INCORPORATION BY REFERENCES

[000179] All publications and patents mentioned herein, including those items listed above, are hereby incorporated by reference in their entirety as if each individual publication or patent was specifically and individually indicated to be incorporated by reference. In case of conflict, the present application, including any definitions herein, will control.

Claims

im: A stable composition for nasal administration comprising: a. a therapeutically effective amount of decongestant, at a concentration of 0.0001% w/v to 20%w/v; b. D-panthenol at a concentration of 0.0001% w/v to 20%w/v; c. sugar alcohol at a concentration ranging from 0.001% w/v to 25% w/v; and d. zinc salt at a concentration of 0.0001% w/v to 20% w/v, wherein, the composition is acidic having a pH range of 5.0 to 5.5. The nasal composition of claim 1, wherein the decongestant is oxymetazoline or xylometazoline or their pharmaceutically acceptable salt, wherein the pharmaceutically acceptable salt is hydrochloride.
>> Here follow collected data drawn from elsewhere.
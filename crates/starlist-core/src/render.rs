use std::io::{
  self,
  IsTerminal,
  Write
};

use chrono::{
  DateTime,
  Utc
};
use chrono_tz::Tz;
use starlist_shared::Task;
use unicode_width::UnicodeWidthStr;

use crate::config::AppConfig;
use crate::datetime::{
  display_stamp,
  format_local_display,
  parse_wire_timestamp
};
use crate::notify::DueNotification;
use crate::views::{
  Bucket,
  TaskViews,
  section_visible
};

const SHORT_ID_CHARS: usize = 8;
const CLEAR_LINE: &str = "\r\x1b[2K";

#[derive(Debug, Clone)]
pub struct Renderer {
  color:    bool,
  /// Stdout is a terminal, so the clock
  /// line can be redrawn in place.
  live:     bool,
  timezone: Tz
}

impl Renderer {
  pub fn new(
    config: &AppConfig,
    timezone: Tz
  ) -> Self {
    let live = io::stdout().is_terminal();
    Self {
      color: config.display.color && live,
      live,
      timezone
    }
  }

  pub fn timezone(&self) -> Tz {
    self.timezone
  }

  #[tracing::instrument(skip(self, views, now))]
  pub fn print_views(
    &self,
    views: &TaskViews,
    now: DateTime<Utc>
  ) -> anyhow::Result<()> {
    let mut out = io::stdout().lock();
    self.clear_status(&mut out)?;
    self.write_views(&mut out, views, now)
  }

  /// Redraws the clock on the current
  /// line. No-op unless stdout is a
  /// terminal.
  pub fn print_clock(
    &self,
    now: DateTime<Utc>
  ) -> anyhow::Result<()> {
    if !self.live {
      return Ok(());
    }
    let mut out = io::stdout().lock();
    self.write_clock(&mut out, now)?;
    out.flush()?;
    Ok(())
  }

  pub fn write_clock<W: Write>(
    &self,
    mut writer: W,
    now: DateTime<Utc>
  ) -> anyhow::Result<()> {
    write!(
      writer,
      "{CLEAR_LINE}{}",
      self.paint(&self.clock_line(now), "2")
    )?;
    Ok(())
  }

  /// Moves past the clock line before
  /// the process exits.
  pub fn end_clock(
    &self
  ) -> anyhow::Result<()> {
    if self.live {
      writeln!(io::stdout().lock())?;
    }
    Ok(())
  }

  fn clear_status<W: Write>(
    &self,
    mut writer: W
  ) -> anyhow::Result<()> {
    if self.live {
      write!(writer, "{CLEAR_LINE}")?;
    }
    Ok(())
  }

  pub fn write_views<W: Write>(
    &self,
    mut writer: W,
    views: &TaskViews,
    now: DateTime<Utc>
  ) -> anyhow::Result<()> {
    writeln!(
      writer,
      "{}  {}",
      self.paint("Starlist", "1"),
      self.clock_line(now)
    )?;

    for bucket in Bucket::ALL {
      if !section_visible(bucket, views) {
        continue;
      }

      let tasks = views.section(bucket);
      writeln!(writer)?;
      writeln!(
        writer,
        "{} ({})",
        self.paint(bucket.title(), "1"),
        tasks.len()
      )?;

      if tasks.is_empty() {
        writeln!(writer, "  (none)")?;
        continue;
      }

      let rows = tasks
        .iter()
        .map(|task| self.task_row(task, now))
        .collect();
      write_table(
        &mut writer,
        vec![
          "ID".to_string(),
          "Done".to_string(),
          "Due".to_string(),
          "Task".to_string(),
        ],
        rows
      )?;
    }

    Ok(())
  }

  pub fn print_task(
    &self,
    verb: &str,
    task: &Task
  ) -> anyhow::Result<()> {
    let mut out = io::stdout().lock();
    let due = display_stamp(
      &task.due_at,
      self.timezone
    )
    .map(|due| format!(" (due {due})"))
    .unwrap_or_default();
    writeln!(
      out,
      "{verb} {} {}{due}",
      self.paint(short_id(&task.id), "33"),
      task.text
    )?;
    Ok(())
  }

  pub fn print_alert(
    &self,
    notification: &DueNotification
  ) -> anyhow::Result<()> {
    let mut out = io::stdout().lock();
    self.clear_status(&mut out)?;
    writeln!(
      out,
      "\x07{} {}",
      self.paint(
        &format!("[{}]", notification.title),
        "31;1"
      ),
      notification.body
    )?;
    out.flush()?;
    Ok(())
  }

  fn clock_line(
    &self,
    now: DateTime<Utc>
  ) -> String {
    format!(
      "{} ({})",
      format_local_display(
        now,
        self.timezone
      ),
      self.timezone
    )
  }

  fn task_row(
    &self,
    task: &Task,
    now: DateTime<Utc>
  ) -> Vec<String> {
    let id =
      self.paint(short_id(&task.id), "33");
    let done = if task.completed {
      "x".to_string()
    } else {
      String::new()
    };

    let due = match parse_wire_timestamp(
      &task.due_at
    ) {
      | Some(instant) => {
        let shown = format_local_display(
          instant,
          self.timezone
        );
        if !task.completed && instant <= now
        {
          self.paint(&shown, "31")
        } else {
          shown
        }
      }
      | None => String::new()
    };

    vec![id, done, due, task.text.clone()]
  }

  fn paint(
    &self,
    text: &str,
    code: &str
  ) -> String {
    if !self.color {
      return text.to_string();
    }
    format!("\x1b[{code}m{text}\x1b[0m")
  }
}

/// Leading characters of an id, enough
/// to address it as a prefix.
pub fn short_id(id: &str) -> &str {
  match id
    .char_indices()
    .nth(SHORT_ID_CHARS)
  {
    | Some((cut, _)) => &id[..cut],
    | None => id
  }
}

fn write_table<W: Write>(
  mut writer: W,
  headers: Vec<String>,
  rows: Vec<Vec<String>>
) -> anyhow::Result<()> {
  let mut widths = headers
    .iter()
    .map(|header| header.width())
    .collect::<Vec<_>>();

  for row in &rows {
    for (width, cell) in
      widths.iter_mut().zip(row)
    {
      *width = (*width)
        .max(strip_ansi(cell).width());
    }
  }

  write!(writer, " ")?;
  for (header, &width) in
    headers.iter().zip(&widths)
  {
    write!(writer, " {header:width$}")?;
  }
  writeln!(writer)?;

  write!(writer, " ")?;
  for &width in &widths {
    write!(writer, " {:-<width$}", "")?;
  }
  writeln!(writer)?;

  for row in rows {
    write!(writer, " ")?;
    for (cell, &width) in
      row.iter().zip(&widths)
    {
      let visible =
        strip_ansi(cell).width();
      let padding =
        width.saturating_sub(visible);
      write!(
        writer,
        " {cell}{}",
        " ".repeat(padding)
      )?;
    }
    writeln!(writer)?;
  }

  Ok(())
}

fn strip_ansi(s: &str) -> String {
  let mut out =
    String::with_capacity(s.len());
  let mut escaped = false;

  for ch in s.chars() {
    if escaped {
      if ch == 'm' {
        escaped = false;
      }
      continue;
    }

    if ch == '\x1b' {
      escaped = true;
      continue;
    }

    out.push(ch);
  }

  out
}

#[cfg(test)]
mod tests {
  use chrono::TimeZone;

  use super::*;
  use crate::views::derive_views;

  fn renderer(timezone: Tz) -> Renderer {
    Renderer {
      color: false,
      live: false,
      timezone
    }
  }

  fn task(
    id: &str,
    text: &str,
    completed: bool,
    favorite: bool,
    due_at: &str
  ) -> Task {
    Task {
      id: id.to_string(),
      text: text.to_string(),
      completed,
      favorite,
      due_at: due_at.to_string(),
      ..Task::default()
    }
  }

  fn render(
    tasks: &[Task],
    timezone: Tz
  ) -> String {
    let now = Utc
      .with_ymd_and_hms(2026, 1, 5, 9, 0, 0)
      .single()
      .expect("valid instant");
    let mut out = Vec::new();
    renderer(timezone)
      .write_views(
        &mut out,
        &derive_views(tasks),
        now
      )
      .expect("render");
    String::from_utf8(out).expect("utf8")
  }

  #[test]
  fn empty_favorites_section_is_hidden() {
    let text = render(
      &[task("a1", "milk", false, false, "")],
      chrono_tz::UTC
    );

    assert!(!text.contains("Favorites"));
    assert!(text.contains("Unfinished (1)"));
    assert!(text.contains("Finished (0)"));
    assert!(text.contains("(none)"));
    assert!(text.contains("milk"));
  }

  #[test]
  fn due_dates_use_display_timezone() {
    let text = render(
      &[task(
        "a1",
        "report",
        false,
        true,
        "2026-01-05T08:30:00.000Z"
      )],
      "Asia/Tokyo".parse().expect("tz")
    );

    assert!(text.contains("Favorites (1)"));
    assert!(
      text.contains("2026-01-05 17:30:00")
    );
    assert!(
      text.contains("2026-01-05 18:00:00 (Asia/Tokyo)")
    );
  }

  #[test]
  fn clock_redraws_in_place() {
    let now = Utc
      .with_ymd_and_hms(2026, 1, 5, 9, 0, 1)
      .single()
      .expect("valid instant");
    let mut out = Vec::new();
    renderer("Asia/Tokyo".parse().expect("tz"))
      .write_clock(&mut out, now)
      .expect("clock");
    let text =
      String::from_utf8(out).expect("utf8");

    assert!(text.starts_with(CLEAR_LINE));
    assert!(!text.contains('\n'));
    assert!(
      text.ends_with("2026-01-05 18:00:01 (Asia/Tokyo)")
    );
  }

  #[test]
  fn columns_align_with_wide_text() {
    let mut out = Vec::new();
    write_table(
      &mut out,
      vec!["A".to_string(), "B".to_string()],
      vec![
        vec![
          "\x1b[33m牛乳\x1b[0m".to_string(),
          "x".to_string(),
        ],
        vec!["abc".to_string(), "y".to_string()],
      ]
    )
    .expect("table");
    let text =
      String::from_utf8(out).expect("utf8");
    let lines =
      text.lines().collect::<Vec<_>>();

    assert_eq!(lines[0], "  A    B");
    assert_eq!(
      strip_ansi(lines[2]),
      "  牛乳 x"
    );
    assert_eq!(lines[3], "  abc  y");
  }

  #[test]
  fn short_id_cuts_on_char_boundary() {
    assert_eq!(
      short_id("3f2a9c01-77aa"),
      "3f2a9c01"
    );
    assert_eq!(short_id("abc"), "abc");
    assert_eq!(
      short_id("ééééééééé"),
      "éééééééé"
    );
  }
}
The nasal composition of claim 1, wherein the sugar alcohol is xylitol. The nasal composition of claim 1, wherein zinc salt are zinc picolinate, zinc citrate, zinc acetate, zinc glycerate, zinc monomethionine or zinc sulphate 7H₂O. The nasal composition of claim 1, wherein composition further comprises a chelating agent, wherein the chelating agent is EDTA. The nasal composition of claim 1, wherein composition further comprises a preservative, wherein the preservative comprises benzyl alcohol, benzalkonium chloride, disodium EDTA, or a mixture thereof. The composition of claim 6, wherein the preservative is benzalkonium chloride. The composition of claim 1, wherein nasal composition further comprises a solvent, wherein the solvent is propylene glycol and water. The composition of claim 1, wherein composition further comprises a buffer component to maintain the acidic pH of the composition, wherein the buffer component is citrate buffer. The composition of claim 9, wherein the buffer component is citric acid anhydrous, tri sodium citrate anhydrous, or a mixture thereof. The composition of claim 1, wherein the composition is formulated as a liquid formulation in the form of nasal spray, aerosols, nebulizer, topical spray or nasal drop. A composition for nasal administration comprising:

(a) 0.05% w/v of oxymetazoline hydrochloride;

(b) 5% w/v of D-panthenol;

(c) 0.09 % w/v of zinc sulphate 7H₂O;

(d) 4% w/v of propylene glycol;

(e) 1% of xylitol;

(f) 0.03% of benzalkonium chloride;

(g) 0.1608% of citric acid anhydrous;

(h) 0.3001% of tri sodium anhydrous; and

(k) water Q.S, wherein the nasal composition is acidic having a pH range of 5.0 to 5.5. A composition for nasal administration comprising:

(a) 0.05% w/v of oxymetazoline hydrochloride;

(b) 5% w/v of D-panthenol;

(c) 0.05 % w/v of EDTA;

(d) 4% w/v of propylene glycol;

(e) 1% of xylitol;

(f) 0.03% of benzalkonium chloride;

(g) 0.1608% of citric acid anhydrous;

(h) 0.3001% of tri sodium anhydrous; and

(k) water Q.S, wherein the nasal composition is acidic having a pH range of 5.0 to 5.5. A composition for nasal administration comprising:

(a) 0.05% w/v of xylometazoline hydrochloride;

(b) 5% w/v of D-panthenol;

(c) 0.09 % w/v of zinc sulphate 7H₂O;

(d) 4% w/v of propylene glycol;

(e) 1% of xylitol;

(f) 0.03% of benzalkonium chloride;

(g) 0.1608% of citric acid anhydrous;

(h) 0.3001% of tri sodium anhydrous; and

(k) water Q.S, wherein the nasal composition is acidic having a pH range of 5.0 to 5.5. A composition for nasal administration comprising:

(a) 0.05% w/v of xylometazoline hydrochloride;

(b) 5% w/v of D-panthenol;

(c) 0.05 % w/v of EDTA;

(d) 4% w/v of propylene glycol;

(e) 1% of xylitol;

(f) 0.03% of benzalkonium chloride;

(g) 0.1608% of citric acid anhydrous;

(h) 0.3001% of tri sodium anhydrous; and

(k) water Q.S, wherein the nasal composition is acidic having a pH range of 5.0 to 5.5.